Presti, Carmen Rosa, DNP, RN, ACNP-BC; Sanko, Jill S., PhD, ARNP, CHSE-A

doi: 10.1097/NNE.0000000000000566
Nurse Educator: PDF Only

Background A third of nursing schools use a standardized, end-of-program exit examination requiring minimum passing scores for student progression. Student failures on high-stakes tests have negative implications for students and schools of nursing. Adaptive quizzing has increased grades, graduation rates, and NCLEX-RN passing rates and reduced test anxiety in nursing students.

Purpose To diminish the negative effects of high-stakes testing and increase standardized exit examination scores, an undergraduate nursing program incorporated customized adaptive quizzing for nursing students in their final nursing course before graduation.

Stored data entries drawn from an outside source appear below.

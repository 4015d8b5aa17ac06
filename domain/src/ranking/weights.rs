//! Combined-score weight regimes

use crate::core::category::QueryCategory;
use serde::{Deserialize, Serialize};

/// Weights of the combined-score components. Each regime sums to 1.0, so a
/// candidate scoring 1.0 on every component scores a combined 1.0.
#[derive(Debug, Clone, Copy, PartialEq, Serialize, Deserialize)]
pub struct ScoreWeights {
    pub relevance: f64,
    pub coherence: f64,
    pub consensus: f64,
    pub structure: f64,
    pub confidence: f64,
    pub length_fit: f64,
    pub capability: f64,
    pub cost_efficiency: f64,
}

/// Regime for categories where capability separates models: capability
/// carries 20%, cost efficiency 10%
pub const COMPLEX_QUERY_WEIGHTS: ScoreWeights = ScoreWeights {
    relevance: 0.15,
    coherence: 0.15,
    consensus: 0.15,
    structure: 0.15,
    confidence: 0.05,
    length_fit: 0.05,
    capability: 0.20,
    cost_efficiency: 0.10,
};

/// Regime for simple lookups (factual/general): cost matters more, so the
/// 0.15 share moves from capability to cost efficiency. Nothing else shifts.
pub const SIMPLE_QUERY_WEIGHTS: ScoreWeights = ScoreWeights {
    relevance: 0.15,
    coherence: 0.15,
    consensus: 0.15,
    structure: 0.15,
    confidence: 0.05,
    length_fit: 0.05,
    capability: 0.05,
    cost_efficiency: 0.25,
};

impl ScoreWeights {
    /// Pick the weight regime for a query category
    pub fn for_category(category: QueryCategory) -> ScoreWeights {
        match category {
            QueryCategory::Factual | QueryCategory::General => SIMPLE_QUERY_WEIGHTS,
            _ => COMPLEX_QUERY_WEIGHTS,
        }
    }

    /// Sum of all component weights
    pub fn total(&self) -> f64 {
        self.relevance
            + self.coherence
            + self.consensus
            + self.structure
            + self.confidence
            + self.length_fit
            + self.capability
            + self.cost_efficiency
    }
}
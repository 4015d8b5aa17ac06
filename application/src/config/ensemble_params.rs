//! Ensemble parameters: fan-out control.
//!
//! [`EnsembleParams`] groups the static parameters that control how
//! [`RunEnsembleUseCase`](crate::use_cases::run_ensemble::RunEnsembleUseCase)
//! fans a query out. These are application-layer concerns, not domain
//! policy.

use serde::{Deserialize, Serialize};
use std::time::Duration;

/// Default per-model call timeout, in seconds
pub const DEFAULT_PER_CALL_TIMEOUT_SECS: u64 = 20;

/// Fan-out control parameters.
///
/// A timed-out model becomes a failed candidate; it never takes the whole
/// round down with it.
#[derive(Debug, Clone, Serialize, Deserialize)]
pub struct EnsembleParams {
    /// Timeout for each individual model call. `None` waits indefinitely.
    pub per_call_timeout: Option<Duration>,
}

impl Default for EnsembleParams {
    fn default() -> Self {
        Self {
            per_call_timeout: Some(Duration::from_secs(DEFAULT_PER_CALL_TIMEOUT_SECS)),
        }
    }
}

impl EnsembleParams {
    pub fn with_per_call_timeout(mut self, timeout: Duration) -> Self {
        self.per_call_timeout = Some(timeout);
        self
    }

    pub fn without_timeout(mut self) -> Self {
        self.per_call_timeout = None;
        self
    }
}
//! Ranking result value objects

use serde::{Deserialize, Serialize};

/// Per-component scores kept for transparency, all clamped to [0, 1].
///
/// The raw structure score can be negative (template kill switch); this
/// record holds the clamped view that outside callers see.
#[derive(Debug, Clone, Copy, PartialEq, Serialize, Deserialize)]
pub struct ScoreBreakdown {
    pub relevance: f64,
    pub coherence: f64,
    pub structure: f64,
    pub confidence: f64,
    pub length_fit: f64,
    pub consensus: f64,
    pub capability: f64,
    pub cost_efficiency: f64,
}

/// One candidate's place in the ranking
#[derive(Debug, Clone, PartialEq, Serialize, Deserialize)]
pub struct RankedCandidate {
    /// Raw model name as the caller requested it
    pub model: String,
    /// Combined score in [0, 1]
    pub score: f64,
    /// Why the score landed where it did: quality issue flags plus tags
    /// like `factual_override` or `low_consensus`
    pub reasons: Vec<String>,
    pub breakdown: ScoreBreakdown,
}

impl RankedCandidate {
    /// Whether a reason tag was recorded for this candidate
    pub fn has_reason(&self, tag: &str) -> bool {
        self.reasons.iter().any(|r| r == tag)
    }
}

/// Candidates ordered best-first
#[derive(Debug, Clone, PartialEq, Serialize, Deserialize)]
pub struct Ranking {
    entries: Vec<RankedCandidate>,
}

impl Ranking {
    pub(crate) fn new(entries: Vec<RankedCandidate>) -> Self {
        Self { entries }
    }

    /// The winning candidate
    pub fn best(&self) -> Option<&RankedCandidate> {
        self.entries.first()
    }

    /// All candidates, best first
    pub fn entries(&self) -> &[RankedCandidate] {
        &self.entries
    }

    /// Consume the ranking, yielding the ordered candidates
    pub fn into_entries(self) -> Vec<RankedCandidate> {
        self.entries
    }

    pub fn len(&self) -> usize {
        self.entries.len()
    }

    pub fn is_empty(&self) -> bool {
        self.entries.is_empty()
    }
}

/// What ranking produced.
///
/// `NoValidCandidates` is an expected outcome (every model failed or
/// returned blank text), not an error: callers turn it into a
/// no-valid-response verdict instead of propagating a failure.
#[derive(Debug, Clone, PartialEq)]
pub enum RankingOutcome {
    Ranked(Ranking),
    NoValidCandidates,
}

impl RankingOutcome {
    /// The ranking, if any candidate survived filtering
    pub fn ranking(&self) -> Option<&Ranking> {
        match self {
            RankingOutcome::Ranked(ranking) => Some(ranking),
            RankingOutcome::NoValidCandidates => None,
        }
    }
}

Methods End-of-program exit examination scores were compared in a preintervention cohort of students and postintervention cohort assigned individualized adaptive quizzing.

Results Statistically significant increases in end-of-program exit examination scores were evident in groups of students completing the customized adaptive quizzing assignments.

Conclusion The use of tailored adaptive quizzing increased exit examination scores, supporting the implementation of customized assignments for remediation.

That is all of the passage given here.